Sqoop 是一款开源的工具,主要用于在 Hadoop(Hive) 与传统的数据库 (mysql,postgresql,...) 间进行数据的高校传递,可以将一个关系型数据库(例如:MySQL,Oracle,Postgres等)中的数据导入到 Hadoop 的 HDFS 中,也可以将 HDFS 的数据导进到关系型数据库中,底层是通过MapReduce程序实现。
1)下载地址:http://mirrors.hust.edu.cn/apache/sqoop/1.4.6/
2)上传安装包sqoop-1.4.6.bin__hadoop-2.0.4-alpha.tar.gz到hadoop102的/opt/software路径中
3)解压sqoop安装包到指定目录,如:
[hadoop@hadoop102 software]$ tar -zxf sqoop-1.4.6.bin__hadoop-2.0.4-alpha.tar.gz -C /opt/module/
4)解压sqoop安装包到指定目录,如:
[hadoop@hadoop102 module]$ mv sqoop-1.4.6.bin__hadoop-2.0.4-alpha/ sqoop
1)进入到/opt/module/sqoop/conf目录,重命名配置文件
[hadoop@hadoop102 conf]$ mv sqoop-env-template.sh sqoop-env.sh
2)修改配置文件
[hadoop@hadoop102 conf]$ vim sqoop-env.sh
增加如下内容
export HADOOP_COMMON_HOME=/opt/module/hadoop-3.1.3
export HADOOP_MAPRED_HOME=/opt/module/hadoop-3.1.3
export HIVE_HOME=/opt/module/hive
export ZOOKEEPER_HOME=/opt/module/zookeeper-3.5.7
export ZOOCFGDIR=/opt/module/zookeeper-3.5.7/conf
1)将mysql-connector-java-5.1.27-bin.jar 上传到/opt/software路径
2)进入到/opt/software/路径,拷贝jdbc驱动到sqoop的lib目录下。

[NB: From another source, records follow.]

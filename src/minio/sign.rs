//! AWS Signature Version 4 request signing.
//!
//! The object store speaks the S3 protocol, which authenticates every request
//! with an HMAC-SHA256 signature over a canonical form of the request. This
//! module implements the signing algorithm generically over service and
//! region so it can be verified against the published AWS test vectors.
//!
//! # Algorithm
//!
//! 1. Build the canonical request (method, URI, sorted query, sorted headers,
//!    payload hash)
//! 2. Build the string to sign (algorithm, timestamp, credential scope,
//!    canonical request hash)
//! 3. Derive the signing key (HMAC chain over date, region, service)
//! 4. Emit the `Authorization` header value

use chrono::{DateTime, Utc};
use hmac::{Hmac, Mac};
use sha2::{Digest, Sha256};

type HmacSha256 = Hmac<Sha256>;

/// Timestamp format used in the `x-amz-date` header and the string to sign.
pub const AMZ_DATE_FORMAT: &str = "%Y%m%dT%H%M%SZ";

/// SHA-256 of the empty payload, used for bodyless requests.
pub const EMPTY_PAYLOAD_SHA256: &str =
    "e3b0c44298fc1c149afbf4c8996fb92427ae41e4649b934ca495991b7852b855";

/// Credentials and scope under which requests are signed.
#[derive(Debug, Clone, Copy)]
pub struct SigningKey<'a> {
    pub access_key: &'a str,
    pub secret_key: &'a str,
    pub region: &'a str,
    /// `s3` for the object store; tests use other services to match the
    /// published AWS vectors.
    pub service: &'a str,
}

/// Percent-encode a string the way Signature V4 requires.
///
/// Unreserved characters (`A-Z a-z 0-9 - _ . ~`) stay as-is, everything else
/// becomes uppercase `%XX` per UTF-8 byte. Object keys contain `/` separators
/// that must survive in the canonical URI, hence `encode_slash`.
pub fn uri_encode(input: &str, encode_slash: bool) -> String {
    let mut encoded = String::with_capacity(input.len());
    for byte in input.bytes() {
        match byte {
            b'A'..=b'Z' | b'a'..=b'z' | b'0'..=b'9' | b'-' | b'_' | b'.' | b'~' => {
                encoded.push(byte as char)
            }
            b'/' if !encode_slash => encoded.push('/'),
            _ => encoded.push_str(&format!("%{:02X}", byte)),
        }
    }
    encoded
}

/// Canonical query string: parameters encoded, then sorted by encoded name
/// (and value for duplicates), joined as `k=v&k=v`.
///
/// The same string is appended to the request URL, which keeps the signature
/// and the bytes on the wire consistent.
pub fn canonical_query_string(query: &[(String, String)]) -> String {
    let mut pairs: Vec<(String, String)> = query
        .iter()
        .map(|(name, value)| (uri_encode(name, true), uri_encode(value, true)))
        .collect();
    pairs.sort();
    let encoded: Vec<String> = pairs
        .into_iter()
        .map(|(name, value)| format!("{name}={value}"))
        .collect();
    encoded.join("&")
}

/// Build the `Authorization` header value for a request.
///
/// `canonical_uri` must already be the encoded path as sent on the wire.
/// `headers` must contain every header that participates in the signature
/// (at minimum `host` and `x-amz-date`); names are lowercased and sorted
/// here, values are trimmed.
pub fn authorization_header(
    method: &str,
    canonical_uri: &str,
    query: &[(String, String)],
    headers: &[(String, String)],
    payload_hash: &str,
    key: &SigningKey<'_>,
    at: DateTime<Utc>,
) -> String {
    let mut canonical_headers: Vec<(String, String)> = headers
        .iter()
        .map(|(name, value)| (name.to_ascii_lowercase(), value.trim().to_string()))
        .collect();
    canonical_headers.sort();

    let signed_headers = canonical_headers
        .iter()
        .map(|(name, _)| name.as_str())
        .collect::<Vec<_>>()
        .join(";");

    let canonical_request = format!(
        "{method}\n{canonical_uri}\n{}\n{}\n{signed_headers}\n{payload_hash}",
        canonical_query_string(query),
        canonical_headers
            .iter()
            .map(|(name, value)| format!("{name}:{value}\n"))
            .collect::<String>(),
    );

    let timestamp = at.format(AMZ_DATE_FORMAT).to_string();
    let date = at.format("%Y%m%d").to_string();
    let scope = format!("{date}/{}/{}/aws4_request", key.region, key.service);

    let string_to_sign = format!(
        "AWS4-HMAC-SHA256\n{timestamp}\n{scope}\n{}",
        hex::encode(Sha256::digest(canonical_request.as_bytes()))
    );

    // Signing key: HMAC chain seeded with the secret key
    let date_key = hmac(format!("AWS4{}", key.secret_key).as_bytes(), date.as_bytes());
    let region_key = hmac(&date_key, key.region.as_bytes());
    let service_key = hmac(&region_key, key.service.as_bytes());
    let signing_key = hmac(&service_key, b"aws4_request");

    let signature = hex::encode(hmac(&signing_key, string_to_sign.as_bytes()));

    format!(
        "AWS4-HMAC-SHA256 Credential={}/{scope}, SignedHeaders={signed_headers}, Signature={signature}",
        key.access_key
    )
}

fn hmac(key: &[u8], data: &[u8]) -> Vec<u8> {
    let mut mac = HmacSha256::new_from_slice(key).expect("HMAC key length is valid");
    mac.update(data);
    mac.finalize().into_bytes().to_vec()
}

#[cfg(test)]
mod tests {
    use super::*;
    use chrono::TimeZone;

    #[test]
    fn uri_encode_keeps_unreserved_characters() {
        assert_eq!(uri_encode("AZaz09-_.~", true), "AZaz09-_.~");
        assert_eq!(uri_encode("a b+c", true), "a%20b%2Bc");
        assert_eq!(uri_encode("proj/metadata.json", false), "proj/metadata.json");
        assert_eq!(uri_encode("proj/metadata.json", true), "proj%2Fmetadata.json");
        assert_eq!(uri_encode("ünï", true), "%C3%BCn%C3%AF");
    }

    #[test]
    fn canonical_query_string_sorts_by_encoded_name() {
        let query = vec![
            ("prefix".to_string(), "my project/".to_string()),
            ("list-type".to_string(), "2".to_string()),
        ];
        assert_eq!(
            canonical_query_string(&query),
            "list-type=2&prefix=my%20project%2F"
        );
        assert_eq!(canonical_query_string(&[]), "");
    }

    /// The GET `ListUsers` example from the AWS Signature V4 documentation,
    /// including its published signature.
    #[test]
    fn matches_published_aws_example() {
        let key = SigningKey {
            access_key: "AKIDEXAMPLE",
            secret_key: "wJalrXUtnFEMI/K7MDENG+bPxRfiCYEXAMPLEKEY",
            region: "us-east-1",
            service: "iam",
        };
        let at = Utc.with_ymd_and_hms(2015, 8, 30, 12, 36, 0).unwrap();
        let query = vec![
            ("Action".to_string(), "ListUsers".to_string()),
            ("Version".to_string(), "2010-05-08".to_string()),
        ];
        let headers = vec![
            (
                "content-type".to_string(),
                "application/x-www-form-urlencoded; charset=utf-8".to_string(),
            ),
            ("host".to_string(), "iam.amazonaws.com".to_string()),
            ("x-amz-date".to_string(), "20150830T123600Z".to_string()),
        ];

        let authorization = authorization_header(
            "GET",
            "/",
            &query,
            &headers,
            EMPTY_PAYLOAD_SHA256,
            &key,
            at,
        );

        assert_eq!(
            authorization,
            "AWS4-HMAC-SHA256 Credential=AKIDEXAMPLE/20150830/us-east-1/iam/aws4_request, \
             SignedHeaders=content-type;host;x-amz-date, \
             Signature=5d672d79c15b13162d9279b0855cfba6789a8edb4c82c400e06b5924a6f2b5d7"
        );
    }

    #[test]
    fn header_order_does_not_change_signature() {
        let key = SigningKey {
            access_key: "AKIDEXAMPLE",
            secret_key: "secret",
            region: "us-east-1",
            service: "s3",
        };
        let at = Utc.with_ymd_and_hms(2024, 1, 2, 3, 4, 5).unwrap();
        let forward = vec![
            ("host".to_string(), "minio:9000".to_string()),
            ("x-amz-date".to_string(), "20240102T030405Z".to_string()),
        ];
        let reversed: Vec<_> = forward.iter().rev().cloned().collect();

        let a = authorization_header("GET", "/b/k", &[], &forward, EMPTY_PAYLOAD_SHA256, &key, at);
        let b = authorization_header("GET", "/b/k", &[], &reversed, EMPTY_PAYLOAD_SHA256, &key, at);
        assert_eq!(a, b);
    }
}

[hadoop@hadoop102 software]$ cp mysql-connector-java-5.1.48.jar /opt/module/sqoop/lib/
通过bin/sqoop help
命令验证
[hadoop@hadoop102 sqoop]$ bin/sqoop help
Warning: /opt/module/sqoop/bin/../../hbase does not exist! HBase imports will fail.
Please set $HBASE_HOME to the root of your HBase installation.
Warning: /opt/module/sqoop/bin/../../hcatalog does not exist! HCatalog jobs will fail.
Please set $HCAT_HOME to the root of your HCatalog installation.
Warning: /opt/module/sqoop/bin/../../accumulo does not exist! Accumulo imports will fail.
Please set $ACCUMULO_HOME to the root of your Accumulo installation.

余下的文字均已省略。